Is Your Anomaly Detector Ready for Change? Adapting AIOps Solutions to the Real World
Lorena Poenaru-Olaru, Natalia Karpova, Luis Cruz, Jan Rellermeyer, Arie van Deursen
TL;DR
The paper tackles the challenge of keeping anomaly detectors in AIOps up-to-date as operational data drifts over time. It systematically compares three retraining paradigms (static, full-history, sliding window) and two frequencies (blind versus drift-detected informed retraining), across two real-world datasets (Yahoo S5 and NAB) using five unsupervised detectors (FFT, SR, PCI, LSTM-AE, SR-CNN) and a FEDD drift detector. Key findings show that advanced models (LSTM-AE and SR-CNN) outperform simpler methods, sliding-window retraining benefits time-domain detectors like LSTM-AE while full-history can help domain-transforming detectors like SR-SCNN, and drift-detection–based retraining can improve performance over static baselines though periodic retraining often yields the best results.
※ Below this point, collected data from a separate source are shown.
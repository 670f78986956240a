//! Non-linear least squares over factor graphs.
//!
//! Variables live either in a Euclidean space or on SO(3); factors compute residuals and
//! row-major Jacobians over the tangent spaces of their variables. Fixed variables take
//! part in the residuals but never enter the normal equations.

mod factor;
mod levenberg_marquardt;
mod linear_system;
mod problem;
mod variable;

pub use factor::{
    numeric_jacobian, Factor, FactorError, FactorResult, LinearizationResult, PriorFactor,
};
pub use levenberg_marquardt::{
    LevenbergMarquardt, OptimizerError, OptimizerResult, OptimizerState, TerminationReason,
};
pub use linear_system::{LinearSystemBuilder, VariableLayout};
pub use problem::{Problem, ProblemError};
pub use variable::{ParamError, Variable, VariableType};
//! Synthetic panoramic scenes seen by a rotating pinhole camera.
#![allow(dead_code)]

use std::f64::consts::PI;

use glam::{DMat3, DVec3};
use pano_algebra::SO3F64;
use pano_image::Image;
use rand::{rngs::StdRng, Rng, SeedableRng};

pub const WIDTH: usize = 320;
pub const HEIGHT: usize = 240;
pub const FOCAL: f64 = 400.0;

/// A sphere painted with cells of random colors.
pub struct Scene {
    cells_lon: usize,
    cells_lat: usize,
    colors: Vec<[u8; 3]>,
}

impl Scene {
    pub fn new(seed: u64) -> Self {
        // 1.5 degree cells
        let (cells_lon, cells_lat) = (240, 120);
        let mut rng = StdRng::seed_from_u64(seed);
        let colors = (0..cells_lon * cells_lat)
            .map(|_| [rng.random(), rng.random(), rng.random()])
            .collect();
        Self {
            cells_lon,
            cells_lat,
            colors,
        }
    }

    fn sample(&self, dir: DVec3) -> [u8; 3] {
        let dir = dir.normalize();
        let lon = dir.x.atan2(dir.z) + PI;
        let lat = dir.y.clamp(-1.0, 1.0).asin() + 0.5 * PI;
        let i = ((lon / (2.0 * PI) * self.cells_lon as f64) as usize).min(self.cells_lon - 1);
        let j = ((lat / PI * self.cells_lat as f64) as usize).min(self.cells_lat - 1);
        self.colors[j * self.cells_lon + i]
    }

    /// Image seen by a camera with the given camera to world rotation.
    pub fn render(&self, rotation: DMat3) -> Image<u8, 3> {
        let mut data = Vec::with_capacity(WIDTH * HEIGHT * 3);
        for y in 0..HEIGHT {
            for x in 0..WIDTH {
                let ray = rotation
                    * DVec3::new(
                        x as f64 - 0.5 * WIDTH as f64,
                        y as f64 - 0.5 * HEIGHT as f64,
                        FOCAL,
                    );
                data.extend_from_slice(&self.sample(ray));
            }
        }
        Image::new([WIDTH, HEIGHT].into(), data).expect("valid image")
    }
}

/// Rotation about the vertical axis, in degrees.
pub fn yaw(degrees: f64) -> DMat3 {
    SO3F64::exp(DVec3::new(0.0, degrees.to_radians(), 0.0)).matrix()
}

/// Rendered sweep with the given camera yaws.
pub fn sweep(scene: &Scene, yaws: &[f64]) -> Vec<Image<u8, 3>> {
    yaws.iter().map(|y| scene.render(yaw(*y))).collect()
}
/// Result of a successful run.
#[derive(Debug, Clone)]
pub struct StitchOutput {
    /// The composited panorama.
    pub panorama: Panorama,
    /// Cameras at compose resolution, one per entry of `report.used`.
    pub cameras: Vec<CameraParams>,
    /// Images used and dropped.
    pub report: StitchReport,
    /// Outcome of the bundle adjustment.
    pub registration: BundleAdjustment,
    /// Median focal of the compose cameras, the panorama pixels per radian.
    pub panorama_scale: f64,
    /// Panorama pixels owned by each image of `report.used`.
    pub seam_pixel_counts: Vec<usize>,
}

/// Panorama stitcher with pluggable stages.
///
/// The strategies are built from the [`StitcherConfig`] and can be replaced with the `with_*`
/// methods.
///
/// # Example
///
/// ```no_run
/// use pano_image::Image;
/// use pano_stitching::{StitchContext, Stitcher, StitcherConfig};
///
/// let images: Vec<Image<u8, 3>> = Vec::new();
/// let stitcher = Stitcher::new(StitcherConfig::default());
/// match stitcher.stitch(&images, &mut StitchContext::new()) {
///     Ok(output) => println!("{}x{}", output.panorama.roi.width, output.panorama.roi.height),
///     Err(failure) => println!("{failure}, dropped {:?}", failure.report.dropped),
/// }
/// ```
pub struct Stitcher {
    config: StitcherConfig,
    extractor: Box<dyn FeatureExtractor>,
    matcher: Box<dyn PairwiseMatcher>,
    surface: Box<dyn ProjectionSurface>,
    seam_finder: Box<dyn SeamFinder>,
    exposure: Box<dyn ExposureCompensator>,
    blender: BlenderFactory,
}

impl Stitcher {
    /// Create a stitcher with the strategies selected by `config`.
    pub fn new(config: StitcherConfig) -> Self {
        let extractor = Box::new(OrbFeatureExtractor::new(&config.features));
        let matcher = Box::new(BestOf2NearestMatcher::new(config.matcher.clone()));
        let surface = surface_for(config.warper.surface);
        let seam_finder: Box<dyn SeamFinder> = match config.seam.finder {
            SeamFinderKind::GraphCut => {
                Box::new(GraphCutSeamFinder::new(config.seam.gradient_weight))
            }
            SeamFinderKind::Voronoi => Box::new(VoronoiSeamFinder),
        };
        let exposure: Box<dyn ExposureCompensator> = match config.exposure.kind {
            ExposureKind::Gain => Box::new(GainCompensator::default()),
            ExposureKind::None => Box::new(NoExposureCompensator),
        };
        let blender_config = config.blender.clone();
        let blender: BlenderFactory = Box::new(move || -> Box<dyn Blender> {
            match blender_config.kind {
                BlenderKind::MultiBand => Box::new(MultiBandBlender::new(blender_config.num_bands)),
                BlenderKind::Feather => Box::new(FeatherBlender::new(blender_config.sharpness)),
            }
        });

        Self {
            config,
            extractor,
            matcher,
            surface,
            seam_finder,
            exposure,
            blender,
        }
    }

    /// The session configuration.
    pub fn config(&self) -> &StitcherConfig {
        &self.config
    }

    /// Replace the feature extractor.
    pub fn with_feature_extractor(mut self, extractor: impl FeatureExtractor + 'static) -> Self {
        self.extractor = Box::new(extractor);
        self
    }

    /// Replace the pairwise matcher.
    pub fn with_matcher(mut self, matcher: impl PairwiseMatcher + 'static) -> Self {
        self.matcher = Box::new(matcher);
        self
    }

    /// Replace the projection surface.
    pub fn with_surface(mut self, surface: impl ProjectionSurface + 'static) -> Self {
        self.surface = Box::new(surface);
        self
    }

    /// Replace the seam finder.
    pub fn with_seam_finder(mut self, seam_finder: impl SeamFinder + 'static) -> Self {
        self.seam_finder = Box::new(seam_finder);
        self
    }

    /// Replace the exposure compensator.
    pub fn with_exposure_compensator(
        mut self,
        exposure: impl ExposureCompensator + 'static,
    ) -> Self {
        self.exposure = Box::new(exposure);
        self
    }

    /// Replace the blender; `factory` creates a fresh blender for every run.
    pub fn with_blender<B, F>(mut self, factory: F) -> Self
    where
        B: Blender + 'static,
        F: Fn() -> B + Send + Sync + 'static,
    {
        self.blender = Box::new(move || -> Box<dyn Blender> { Box::new(factory()) });
        self
    }

    /// Stitch the images into a panorama.
    ///
    /// Images that cannot take part (empty, without features, not connected, failing to
    /// warp) are dropped and listed in the report. Cancellation and the deadline of `ctx`
    /// are checked before each stage.
    ///
    /// # Errors
    ///
    /// A [`StitchFailure`] holding the error and the images used and dropped so far.
    pub fn stitch(
        &self,
        images: &[Image<u8, 3>],
        ctx: &mut StitchContext,
    ) -> Result<StitchOutput, StitchFailure> {
        let start = Instant::now();
        let mut report = StitchReport::all_used(images.len());
        let result = self.run(images, ctx, &mut report);
        ctx.record(Stage::Total, start.elapsed());

        match result {
            Ok(mut output) => {
                output.report = report;
                Ok(output)
            }
            Err(error) => {
                log::warn!("Stitching failed: {error}");
                Err(StitchFailure::new(error, report))
            }
        }
    }

    fn run(
        &self,
        images: &[Image<u8, 3>],
        ctx: &mut StitchContext,
        report: &mut StitchReport,
    ) -> Result<StitchOutput, StitchError> {
        for (idx, image) in images.iter().enumerate() {
            if image.size().area() == 0 {
                log::warn!("Image #{} is empty", idx + 1);
                report.drop_image(idx, DropReason::EmptyImage);
            }
        }
        let active = report.used.clone();
        if active.len() < 2 {
            return Err(StitchError::InsufficientImages {
                usable: active.len(),
            });
        }

        let first = images[active[0]].size();
        let work_scale = megapix_scale(self.config.registration_megapix, first);
        let seam_scale = megapix_scale(self.config.seam_megapix, first);
        let compose_scale = self
            .config
            .compose_megapix
            .map_or(1.0, |mp| megapix_scale(mp, first));
        log::debug!(
            "Scales: registration {work_scale:.3}, seam {seam_scale:.3}, compose {compose_scale:.3}"
        );

        ctx.checkpoint(Stage::Features)?;
        log::info!("Finding features...");
        let timer = Instant::now();
        let work_images = active
            .par_iter()
            .map(|&idx| to_float_scaled(&images[idx], work_scale))
            .collect::<Result<Vec<_>, _>>()?;
        let features = find_features(&work_images, self.extractor.as_ref());
        drop(work_images);
        ctx.record(Stage::Features, timer.elapsed());

        ctx.checkpoint(Stage::Matching)?;
        log::info!("Registering images...");
        let timer = Instant::now();
        let matches = match_pairs(
            &features,
            self.matcher.as_ref(),
            self.config.matcher.range_width,
        );
        let matching_time = timer.elapsed();
        ctx.record(Stage::Matching, matching_time);

        ctx.checkpoint(Stage::Adjusting)?;
        let timer = Instant::now();
        let (mut graph, dropped) = match build_image_graph(&features, &matches, &self.config.graph)
        {
            Ok(built) => built,
            Err(err) => {
                for (local, set) in features.iter().enumerate() {
                    let reason = if set.is_empty() {
                        DropReason::NoFeatures
                    } else {
                        DropReason::NotConnected
                    };
                    report.drop_image(active[local], reason);
                }
                return Err(err);
            }
        };
        for (local, reason) in dropped {
            log::warn!("Image #{} dropped: {reason}", active[local] + 1);
            report.drop_image(active[local], reason);
        }
        if self.config.graph.prune_to_spanning_tree {
            graph.prune_to_spanning_tree();
        }

        let (mut cameras, reference) = initialize_cameras(&features, &matches, &graph)?;
        let registration = bundle_adjust(
            &features,
            &matches,
            &graph,
            &mut cameras,
            reference,
            &self.config.bundle,
        )?;
        wave_correct(&mut cameras, self.config.bundle.wave_correction);
        let adjusting_time = timer.elapsed();
        ctx.record(Stage::Adjusting, adjusting_time);
        ctx.record(Stage::Registration, matching_time + adjusting_time);

        let registered: Vec<usize> = graph.nodes.iter().map(|&local| active[local]).collect();
        let scales = Scales {
            work: work_scale,
            seam: seam_scale,
            compose: compose_scale,
        };
        let composed = self.compose(images, ctx, report, &registered, &cameras, scales)?;
        Ok(StitchOutput {
            panorama: composed.panorama,
            cameras: composed.cameras,
            report: StitchReport::default(),
            registration,
            panorama_scale: composed.scale,
            seam_pixel_counts: composed.seam_pixel_counts,
        })
    }

    /// Warp, find seams and blend the registered images.
    ///
    /// `cameras` are at registration resolution and follow `registered`.
    fn compose(
        &self,
        images: &[Image<u8, 3>],
        ctx: &mut StitchContext,
        report: &mut StitchReport,
        registered: &[usize],
        cameras: &[CameraParams],
        scales: Scales,
    ) -> Result<Composed, StitchError> {
        ctx.checkpoint(Stage::SeamSearch)?;
        log::info!("Composing pano...");
        let timer = Instant::now();

        let focals: Vec<f64> = cameras.iter().map(|c| c.focal).collect();
        let focal = median_focal(&focals)
            .ok_or_else(|| StitchError::Optimization("no registered camera".into()))?;
        let frame = WrapFrame::from_cameras(cameras);

        // low resolution pass for exposure and seams
        let seam_aspect = scales.seam / scales.work;
        let seam_warper = Warper::new(self.surface.as_ref(), focal * seam_aspect, frame);
        let seam_results: Vec<Result<WarpedImage, StitchError>> = registered
            .par_iter()
            .zip(cameras.par_iter())
            .map(|(&idx, cam)| {
                let image = to_float_scaled(&images[idx], scales.seam)?;
                seam_warper.warp(&image, &cam.scaled(seam_aspect))
            })
            .collect();

        let mut kept = Vec::new();
        let mut seam_images = Vec::new();
        for ((&idx, cam), result) in registered.iter().zip(cameras).zip(seam_results) {
            match result {
                Ok(warped) => {
                    kept.push((idx, *cam));
                    seam_images.push(warped);
                }
                Err(err) => drop_for_composition(report, idx, err),
            }
        }
        if seam_images.is_empty() {
            return Err(StitchError::Composition("no image could be warped".into()));
        }

        let gains = self.exposure.gains(&seam_images)?;
        for (warped, gain) in seam_images.iter_mut().zip(&gains) {
            apply_gain(&mut warped.image, *gain);
        }
        let mut seam_labels = self.seam_finder.find(&seam_images)?;
        drop(seam_images);
        let seam_time = timer.elapsed();
        ctx.record(Stage::SeamSearch, seam_time);

        ctx.checkpoint(Stage::Blending)?;
        let timer = Instant::now();
        let compose_aspect = scales.compose / scales.work;
        let compose_focal = focal * compose_aspect;
        let compose_warper = Warper::new(self.surface.as_ref(), compose_focal, frame);
        let compose_results: Vec<Result<WarpedImage, StitchError>> = kept
            .par_iter()
            .zip(gains.par_iter())
            .map(|((idx, cam), gain)| {
                let image = to_float_scaled(&images[*idx], scales.compose)?;
                let mut warped = compose_warper.warp(&image, &cam.scaled(compose_aspect))?;
                apply_gain(&mut warped.image, *gain);
                Ok(warped)
            })
            .collect();

        let mut keep = Vec::with_capacity(kept.len());
        let mut warped_images = Vec::new();
        let mut compose_cameras = Vec::new();
        for ((idx, cam), result) in kept.iter().zip(compose_results) {
            match result {
                Ok(warped) => {
                    keep.push(true);
                    compose_cameras.push(cam.scaled(compose_aspect));
                    warped_images.push(warped);
                }
                Err(err) => {
                    keep.push(false);
                    drop_for_composition(report, *idx, err);
                }
            }
        }
        if warped_images.is_empty() {
            return Err(StitchError::Composition("no image could be warped".into()));
        }
        if keep.iter().any(|k| !k) {
            seam_labels.retain_labels(&keep);
        }

        let labels = upscale_labels(&seam_labels, &warped_images, scales.seam / scales.compose)?;
        let roi = Roi::union_all(warped_images.iter().map(|w| &w.roi))
            .ok_or_else(|| StitchError::Composition("empty panorama".into()))?;

        let mut blender = (self.blender)();
        blender.prepare(roi)?;
        for (label, warped) in warped_images.iter().enumerate() {
            let mask = blend_mask(&labels, label, warped)?;
            blender.feed(&warped.image, &mask, warped.roi)?;
        }
        let panorama = blender.blend()?;
        let seam_pixel_counts = labels.label_counts(warped_images.len());

        let blend_time = timer.elapsed();
        ctx.record(Stage::Blending, blend_time);
        ctx.record(Stage::Composing, seam_time + blend_time);
        log::info!(
            "Panorama of {}x{} from {} images",
            panorama.roi.width,
            panorama.roi.height,
            warped_images.len()
        );

        Ok(Composed {
            panorama,
            cameras: compose_cameras,
            scale: compose_focal,
            seam_pixel_counts,
        })
    }
}
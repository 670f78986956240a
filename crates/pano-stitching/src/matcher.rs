use std::collections::BTreeSet;

use glam::{DMat3, DVec2};
use rayon::prelude::*;

use pano_geometry::ransac::{ransac_homography, RansacParams};
use pano_imgproc::features::match_descriptors;

use crate::config::MatcherConfig;
use crate::features::FeatureSet;

/// Pairs with a higher confidence are most likely the same image twice.
const DUPLICATE_CONFIDENCE: f64 = 3.0;

/// Verified correspondences between two images.
#[derive(Debug, Clone, PartialEq)]
pub struct MatchSet {
    /// Index of the source image.
    pub src: usize,
    /// Index of the destination image.
    pub dst: usize,
    /// Putative matches as `(source keypoint, destination keypoint)`.
    pub matches: Vec<(usize, usize)>,
    /// Inlier flag of every putative match.
    pub inliers: Vec<bool>,
    /// Number of inliers.
    pub num_inliers: usize,
    /// Pair confidence, zero when the pair is rejected.
    pub confidence: f64,
    /// Homography from centered source to centered destination coordinates.
    pub homography: Option<DMat3>,
}

impl MatchSet {
    /// A pair without any verified correspondence.
    pub fn empty(src: usize, dst: usize) -> Self {
        Self {
            src,
            dst,
            matches: Vec::new(),
            inliers: Vec::new(),
            num_inliers: 0,
            confidence: 0.0,
            homography: None,
        }
    }

    /// The inlier matches as `(source keypoint, destination keypoint)`.
    pub fn inlier_matches(&self) -> impl Iterator<Item = (usize, usize)> + '_ {
        self.matches
            .iter()
            .zip(&self.inliers)
            .filter(|(_, is_in)| **is_in)
            .map(|(m, _)| *m)
    }
}

/// Matches the features of two images and verifies them geometrically.
pub trait PairwiseMatcher: Send + Sync {
    /// Match image `src` against image `dst`.
    ///
    /// A pair that cannot be verified yields an empty [`MatchSet`], never an error.
    fn match_pair(
        &self,
        src: usize,
        dst: usize,
        src_features: &FeatureSet,
        dst_features: &FeatureSet,
    ) -> MatchSet;
}

/// Two nearest neighbour matcher with a ratio test in both directions and a RANSAC
/// homography check.
#[derive(Debug, Clone, Default)]
pub struct BestOf2NearestMatcher {
    config: MatcherConfig,
}

impl BestOf2NearestMatcher {
    /// Create a matcher from the matching options.
    pub fn new(config: MatcherConfig) -> Self {
        Self { config }
    }

    /// Union of the ratio tested matches from source to destination and back.
    fn putative_matches(&self, src: &FeatureSet, dst: &FeatureSet) -> Vec<(usize, usize)> {
        let ratio = Some(self.config.match_ratio);
        let forward = match_descriptors(&src.descriptors, &dst.descriptors, None, false, ratio);
        let backward = match_descriptors(&dst.descriptors, &src.descriptors, None, false, ratio);

        let mut seen = BTreeSet::new();
        let mut matches = Vec::with_capacity(forward.len() + backward.len());
        let pairs = forward
            .iter()
            .map(|m| (m.query, m.train))
            .chain(backward.iter().map(|m| (m.train, m.query)));
        for pair in pairs {
            if seen.insert(pair) {
                matches.push(pair);
            }
        }
        matches
    }

    fn pair_seed(&self, src: usize, dst: usize) -> u64 {
        self.config.seed ^ (((src as u64) << 32) | dst as u64)
    }
}

impl PairwiseMatcher for BestOf2NearestMatcher {
    fn match_pair(
        &self,
        src: usize,
        dst: usize,
        src_features: &FeatureSet,
        dst_features: &FeatureSet,
    ) -> MatchSet {
        let mut result = MatchSet::empty(src, dst);
        if src_features.is_empty() || dst_features.is_empty() {
            return result;
        }

        let matches = self.putative_matches(src_features, dst_features);
        if matches.len() < self.config.min_matches {
            log::debug!(
                "Pair ({}, {}): {} matches, below {}",
                src + 1,
                dst + 1,
                matches.len(),
                self.config.min_matches
            );
            return result;
        }

        let (src_pts, dst_pts): (Vec<DVec2>, Vec<DVec2>) = matches
            .iter()
            .map(|&(s, d)| (src_features.centered_point(s), dst_features.centered_point(d)))
            .unzip();

        let params = RansacParams {
            max_iterations: self.config.ransac_max_iterations,
            reproj_threshold_px: self.config.ransac_threshold_px,
            confidence: self.config.ransac_confidence,
            random_seed: Some(self.pair_seed(src, dst)),
            min_inliers: self.config.min_inliers,
        };
        let fit = match ransac_homography(&src_pts, &dst_pts, &params) {
            Ok(fit) => fit,
            Err(err) => {
                log::debug!("Pair ({}, {}) rejected: {err}", src + 1, dst + 1);
                return result;
            }
        };
        if fit.inlier_count < self.config.min_inliers {
            log::debug!(
                "Pair ({}, {}): {} inliers, below {}",
                src + 1,
                dst + 1,
                fit.inlier_count,
                self.config.min_inliers
            );
            return result;
        }

        let mut confidence = fit.inlier_count as f64 / (8.0 + 0.3 * matches.len() as f64);
        if confidence > DUPLICATE_CONFIDENCE {
            log::debug!("Pair ({}, {}) looks like a duplicate", src + 1, dst + 1);
            confidence = 0.0;
        }

        result.matches = matches;
        result.inliers = fit.inliers;
        result.num_inliers = fit.inlier_count;
        result.confidence = confidence;
        result.homography = Some(fit.model);
        result
    }
}

/// Candidate pairs `(i, j)` with `i < j`, optionally limited to `j - i <= range_width`.
pub fn candidate_pairs(num_images: usize, range_width: Option<usize>) -> Vec<(usize, usize)> {
    let mut pairs = Vec::new();
    for i in 0..num_images {
        for j in i + 1..num_images {
            if range_width.is_some_and(|w| j - i > w) {
                break;
            }
            pairs.push((i, j));
        }
    }
    pairs
}

/// Match every candidate pair in parallel, in candidate order.
pub fn match_pairs(
    features: &[FeatureSet],
    matcher: &dyn PairwiseMatcher,
    range_width: Option<usize>,
) -> Vec<MatchSet> {
    candidate_pairs(features.len(), range_width)
        .into_par_iter()
        .map(|(i, j)| matcher.match_pair(i, j, &features[i], &features[j]))
        .collect()
}
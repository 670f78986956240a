use std::hint::black_box;

use criterion::{criterion_group, criterion_main, BenchmarkId, Criterion};

use pano_image::Image;
use pano_imgproc::pyramid::{build_laplacian_pyramid, collapse_laplacian_pyramid, pyrdown, pyrup};

fn bench_pyramid(c: &mut Criterion) {
    let mut group = c.benchmark_group("Pyramid Operations");

    for (width, height) in [(256, 224), (512, 448), (1024, 896)].iter() {
        group.throughput(criterion::Throughput::Elements((*width * *height) as u64));

        let parameter_string = format!("{}x{}", width, height);

        let image_size = [*width, *height].into();
        let small_image_size = [*width / 2, *height / 2].into();

        let image_data = (0..(*width * *height * 3)).map(|x| (x % 255) as f32).collect();
        let image = Image::<f32, 3>::new(image_size, image_data).unwrap();
        let small_image = Image::<f32, 3>::from_size_val(small_image_size, 1.0).unwrap();

        group.bench_with_input(
            BenchmarkId::new("pyrdown_3c", &parameter_string),
            &(&image, &small_image),
            |b, i| {
                let (src, mut dst) = (i.0, i.1.clone());
                b.iter(|| {
                    black_box(pyrdown(src, &mut dst)).unwrap();
                })
            },
        );

        group.bench_with_input(
            BenchmarkId::new("pyrup_3c", &parameter_string),
            &(&small_image, &image),
            |b, i| {
                let (src, mut dst) = (i.0, i.1.clone());
                b.iter(|| {
                    black_box(pyrup(src, &mut dst)).unwrap();
                })
            },
        );

        group.bench_with_input(
            BenchmarkId::new("laplacian_5_bands", &parameter_string),
            &image,
            |b, src| {
                b.iter(|| {
                    let pyramid = build_laplacian_pyramid(src, 5).unwrap();
                    black_box(collapse_laplacian_pyramid(&pyramid)).unwrap();
                })
            },
        );
    }
    group.finish();
}

criterion_group!(benches, bench_pyramid);
criterion_main!(benches);
//! Pixel interpolation methods for image transformations.
//!
//! - **Nearest**: uses the nearest pixel value
//! - **Bilinear**: linear interpolation between the four adjacent pixels

mod bilinear;
mod nearest;

use pano_image::Image;

pub use bilinear::bilinear_interpolation;
pub use nearest::nearest_neighbor_interpolation;

/// Interpolation mode for resampling operations
#[derive(Debug, Clone, Copy, PartialEq, Eq)]
pub enum InterpolationMode {
    /// Bilinear interpolation
    Bilinear,
    /// Nearest neighbor interpolation
    Nearest,
}

/// Kernel for interpolating a pixel value
///
/// # Arguments
///
/// * `image` - The input image container with shape (height, width, C).
/// * `u` - The x coordinate of the pixel to interpolate.
/// * `v` - The y coordinate of the pixel to interpolate.
/// * `interpolation` - The interpolation mode to use.
///
/// # Returns
///
/// The interpolated pixel values. Coordinates outside the image are clamped to the border.
pub fn interpolate_pixel<const C: usize>(
    image: &Image<f32, C>,
    u: f32,
    v: f32,
    interpolation: InterpolationMode,
) -> [f32; C] {
    match interpolation {
        InterpolationMode::Bilinear => bilinear_interpolation(image, u, v),
        InterpolationMode::Nearest => nearest_neighbor_interpolation(image, u, v),
    }
}
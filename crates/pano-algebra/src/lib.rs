//! Lie groups, small linear algebra and non-linear least squares for panorama registration.
//!
//! This crate provides:
//! - The rotation group SO(3) in double precision over the glam backend
//! - 3x3 decompositions used to project estimates back onto rotations
//! - A factor graph Levenberg-Marquardt optimizer over Euclidean and SO(3) variables

/// Lie groups.
pub mod lie;

/// Linear algebra helpers for 3x3 matrices.
pub mod linalg;

/// Factor graph optimization.
pub mod optim;

pub use lie::so3::SO3F64;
The work demonstrates that drift-aware maintenance pipelines are feasible and beneficial for real-world AIOps deployments, while highlighting the need for more open datasets and better drift detectors to generalize beyond the studied domains.
Abstract
Anomaly detection techniques are essential in automating the monitoring of IT systems and operations. These techniques imply that machine learning algorithms are trained on operational data corresponding to a specific period of time and that they are continuously evaluated on newly emerging data. Operational data is constantly changing over time, which affects the performance of deployed anomaly detection models. Therefore, continuous model maintenance is required to preserve the performance of anomaly detectors over time. In this work, we analyze two different anomaly detection model maintenance techniques in terms of the model update frequency, namely blind model retraining and informed model retraining. We further investigate the effects of updating the model by retraining it on all the available data (full-history approach) and only the newest data (sliding window approach). Moreover, we investigate whether a data change monitoring tool is capable of determining when the anomaly detection model needs to be updated through retraining.